Our Amazing Trip ~ Part 3: Mount Washington, NH

This was my very favorite day of the trip. We traveled to a small town about 45 minutes from Mount Washington the night before and stayed in a nice little motel. We had reserved tickets for the Cog Railway to take us to the top of Mount Washington weeks in advance. They often sell out for a group as large as ours.

The Cog Railway in Mount Washington is the first rack and pinion mountain climbing railway in the world and is the second steepest with a 25% to 33% grade. The only steeper mountain climbing rack railway is in Switzerland.
This is the way the wheel in the center of the train grips the track.
Mount Washington is known to have some of the most extreme weather in the world, so we were eager to get to the top and see what it was like on that particular day. The weather can change by the hour, and it isn't unusual to have sustained winds of 40 miles per hour and snow falling in the middle of summer. The winds can reach 200 plus miles an hour during the winter -- in fact, one-third of the year, there are hurricane force winds on top of this mountain!
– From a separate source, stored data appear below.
// Copyright 2026, Jeroen van Erp <jeroen@geeko.me>
// SPDX-License-Identifier: Apache-2.0
use super::client::{filter_by_prefix, KubeClient};
use crate::error::{Result, SystemTestError};
use k8s_openapi::api::core::v1::{ConfigMap, Service};
use kube::{api::ListParams, Api};
use tracing::warn;

impl KubeClient {
    pub async fn get_service(&self, namespace: &str, name: &str) -> Result<Option<Service>> {
        let api: Api<Service> = Api::namespaced(self.client().clone(), namespace);
        Ok(api.get_opt(name).await?)
    }

    /// Service the operator created for an acceptor, named `<broker>-<acceptor>-<n>-svc`
    pub async fn get_service_broker_acceptor(
        &self,
        namespace: &str,
        broker: &str,
        acceptor: &str,
    ) -> Result<Service> {
        let api: Api<Service> = Api::namespaced(self.client().clone(), namespace);
        let prefix = format!("{}-{}", broker, acceptor);
        let services = filter_by_prefix(api.list(&ListParams::default()).await?.items, &prefix);
        if services.len() > 1 {
            warn!(
                "[{}] {} services match {}, using the first one",
                namespace,
                services.len(),
                prefix
            );
        }
        services
            .into_iter()
            .next()
            .ok_or_else(|| SystemTestError::not_found("Service", namespace, &prefix))
    }

    pub async fn get_config_map(&self, namespace: &str, name: &str) -> Result<Option<ConfigMap>> {
        let api: Api<ConfigMap> = Api::namespaced(self.client().clone(), namespace);
        Ok(api.get_opt(name).await?)
    }
}

/// Port number of the service port called `port_name`
pub fn service_port(service: &Service, port_name: &str) -> Option<i32> {
    service
        .spec
        .as_ref()
        .and_then(|s| s.ports.as_ref())
        .and_then(|ports| {
            ports
                .iter()
                .find(|p| p.name.as_deref() == Some(port_name))
                .map(|p| p.port)
        })
}
// Copyright 2026, Jeroen van Erp <jeroen@geeko.me>
// SPDX-License-Identifier: Apache-2.0

//! Live-cluster system tests, run with `cargo test --test system -- --ignored`

mod system_tests;
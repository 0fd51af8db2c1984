// Copyright 2026, Jeroen van Erp <jeroen@geeko.me>
// SPDX-License-Identifier: Apache-2.0

mod smoke;

use artemis_systemtests::config::Environment;
use artemis_systemtests::kubernetes::{random_namespace_name, KubeClient};
use artemis_systemtests::logging;
use artemis_systemtests::resources::ResourceManager;
use std::ops::{Deref, DerefMut};
use std::path::PathBuf;

/// Path of a YAML file under `tests/fixtures`
pub fn fixture(name: &str) -> PathBuf {
    PathBuf::from(env!("CARGO_MANIFEST_DIR"))
        .join("tests")
        .join("fixtures")
        .join(name)
}

/// A test namespace with the cluster operator running in it.
///
/// Everything deployed through the context is removed on [`TestContext::teardown`], or
/// when the context is dropped, including after a panic.
pub struct TestContext {
    namespace: String,
    manager: Option<ResourceManager>,
}

impl TestContext {
    pub async fn setup(prefix: &str) -> Self {
        let environment = Environment::from_env().expect("invalid test environment");
        logging::init_for_tests(&environment);

        let kube = KubeClient::connect(&environment)
            .await
            .expect("failed to connect to the cluster");
        let namespace = random_namespace_name(prefix, environment.disable_random_namespaces);
        let mut context = Self {
            namespace: namespace.clone(),
            manager: Some(ResourceManager::new(kube, environment)),
        };

        context
            .deploy_operator_crds()
            .await
            .expect("failed to deploy the Artemis CRDs");
        context
            .create_namespace(&namespace)
            .await
            .expect("failed to create the test namespace");
        context
            .deploy_cluster_operator(&namespace)
            .await
            .expect("failed to deploy the cluster operator");
        context
    }

    pub fn namespace(&self) -> &str {
        &self.namespace
    }

    pub async fn teardown(mut self) {
        if let Some(mut manager) = self.manager.take() {
            manager
                .undeploy_all()
                .await
                .expect("teardown left resources behind");
        }
    }
}

impl Deref for TestContext {
    type Target = ResourceManager;

    fn deref(&self) -> &ResourceManager {
        self.manager.as_ref().expect("test context already torn down")
    }
}

impl DerefMut for TestContext {
    fn deref_mut(&mut self) -> &mut ResourceManager {
        self.manager.as_mut().expect("test context already torn down")
    }
}

impl Drop for TestContext {
    fn drop(&mut self) {
        let Some(mut manager) = self.manager.take() else {
            return;
        };

        // the existing client belongs to the test runtime, which is blocked here
        let _ = std::thread::spawn(move || {
            tokio::runtime::Builder::new_current_thread()
                .enable_all()
                .build()
                .expect("failed to create tokio runtime")
                .block_on(async move {
                    let kube = KubeClient::connect(manager.environment())
                        .await
                        .expect("failed to reconnect for teardown");
                    manager.replace_client(kube);
                    if let Err(e) = manager.undeploy_all().await {
                        eprintln!("Teardown after failed test incomplete: {}", e);
                    }
                });
        })
        .join();
    }
}
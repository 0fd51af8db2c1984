// Copyright 2026, Jeroen van Erp <jeroen@geeko.me>
// SPDX-License-Identifier: Apache-2.0
use super::{ResourceManager, TrackedRef};
use crate::error::Result;
use crate::kubernetes::{delete_if_exists, load_yaml_file, upsert, ConflictPolicy};
use crate::types::ActiveMQArtemisSecurity;
use kube::{Api, ResourceExt};
use std::path::Path;
use tracing::info;

impl ResourceManager {
    fn securities(&self, namespace: &str) -> Api<ActiveMQArtemisSecurity> {
        Api::namespaced(self.kube.client().clone(), namespace)
    }

    pub async fn create_artemis_security(
        &mut self,
        namespace: &str,
        mut security: ActiveMQArtemisSecurity,
    ) -> Result<ActiveMQArtemisSecurity> {
        security.metadata.namespace = Some(namespace.to_string());
        let security =
            upsert(&self.securities(namespace), &security, ConflictPolicy::Replace).await?;
        info!(
            "[{}] Created ActiveMQArtemisSecurity {}",
            namespace,
            security.name_any()
        );
        self.deployed.track_security(TrackedRef::of(namespace, &security));
        Ok(security)
    }

    pub async fn create_artemis_security_from_file(
        &mut self,
        namespace: &str,
        path: &Path,
    ) -> Result<ActiveMQArtemisSecurity> {
        let security: ActiveMQArtemisSecurity = load_yaml_file(path)?;
        self.create_artemis_security(namespace, security).await
    }

    pub async fn delete_artemis_security(
        &mut self,
        namespace: &str,
        security: &ActiveMQArtemisSecurity,
    ) -> Result<()> {
        delete_if_exists(&self.securities(namespace), &security.name_any()).await?;
        info!(
            "[{}] Deleted ActiveMQArtemisSecurity {}",
            namespace,
            security.name_any()
        );
        self.deployed.untrack_security(&TrackedRef::of(namespace, security));
        Ok(())
    }
}

#[cfg(test)]
mod tests {
    use super::*;
    use crate::resources::tests::manager;
    use crate::test_utils::MockService;

    const SECURITIES: &str =
        "/apis/broker.amq.io/v1beta1/namespaces/smoke-tests-abc123/activemqartemissecurities";

    #[tokio::test]
    async fn test_create_security_from_file_tracks() {
        let dir = tempfile::tempdir().unwrap();
        let path = dir.path().join("security.yaml");
        std::fs::write(
            &path,
            "apiVersion: broker.amq.io/v1beta1\nkind: ActiveMQArtemisSecurity\nmetadata:\n  name: ex-prop\nspec:\n  applyToCrNames: [artemis-broker]\n",
        )
        .unwrap();
        let created: ActiveMQArtemisSecurity = load_yaml_file(&path).unwrap();
        let mock = MockService::new()
            .on_get(&format!("{}/ex-prop", SECURITIES), 404, "")
            .on_post(SECURITIES, 201, &serde_json::to_string(&created).unwrap());
        let mut manager = manager(&mock);

        let security = manager
            .create_artemis_security_from_file("smoke-tests-abc123", &path)
            .await
            .unwrap();

        assert_eq!(security.name_any(), "ex-prop");
        assert_eq!(
            manager.deployed().securities,
            vec![TrackedRef::new("smoke-tests-abc123", "ex-prop")]
        );
        let post = mock.last_request("POST", SECURITIES).unwrap();
        assert!(post.body.contains("\"namespace\":\"smoke-tests-abc123\""));
    }
}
On our one hour trip to the top, we were invited to try to stand up and walk up the aisle to take photos from the open front of the car. This was not an easy accomplishment. To everyone's relief, the ride up was less scary than we thought it might be. The tracks run in the middle of the mountain avoiding cliffs. Instead of wrapping around a mountain while slowly climbing upward like most trains, this one climbs straight up so the angle is challenging at times. Mount Washington’s weather is notoriously extremeIn winter, Mount Washington experiences sub-zero temperatures, hurricane-force winds, snow and ice that essentially turn the peak into an Arctic outpost. As we rode the railway, we noticed that the trees got shorter and shorter until they were just tiny bushes, even though they were at full maturity. Then they disappeared completely. There are only rocks at the top of Mount Washington, which allows the winds to become even stronger. 

We started at the base (2,700 feet elevation) with blue skies and temperatures in the low 70's. This area is called the Mixed Forest ecozone. A mix of temperate hardwoods, including maple, beech, and yellow birch, as well as hobblebush and wild raspberry bushes grow in the fertile, well-drained soil. At 3,000 feet, we rode through the Boreal ecozone, consisting mainly of conifers, such as spruce and fir, with paper birch in the lower to mid-range of this ecozone. There are few bushes growing, with  wildflowers, mosses, and ferns being the dominant ground cover. Tree lichens are also common. After 1,000 feet, we were at 4,000 feet elevation. This subarctic climate is home to the Krummholz, which is is a type of stunted, deformed vegetation encountered in subarctic and subalpine tree line landscapes, shaped by continual exposure to fierce, freezing winds. Under these conditions, trees can only survive where they are sheltered by rock formations or snow cover. Out of the open windows on the train, we saw misshapen fir and black spruce and subalpine plants, such as Labrador tea and blueberries. Finally, at 4,400 feet, the trees disappeared. Ground covers are the same as in the Arctic Circle, including mountain cranberries, diapensia, mountain sandwort, various alpine sedges, grasses, and rushes. Mount Washington's summit is at 6,288 elevation. 
Once at the summit, we were told we could stay only for one hour before our train left again. One hour was barely enough for me. We had a rare clear day at the summit. It was gorgeous!! The wind was a steady 34 miles an hour and the windchill was 46 degrees. We loved it, although the storm lover in me would have been just as happy with snow and fog. The clouds were stunning and took my breath away. We headed straight for the line to take a photograph at the summit (6,288 ft).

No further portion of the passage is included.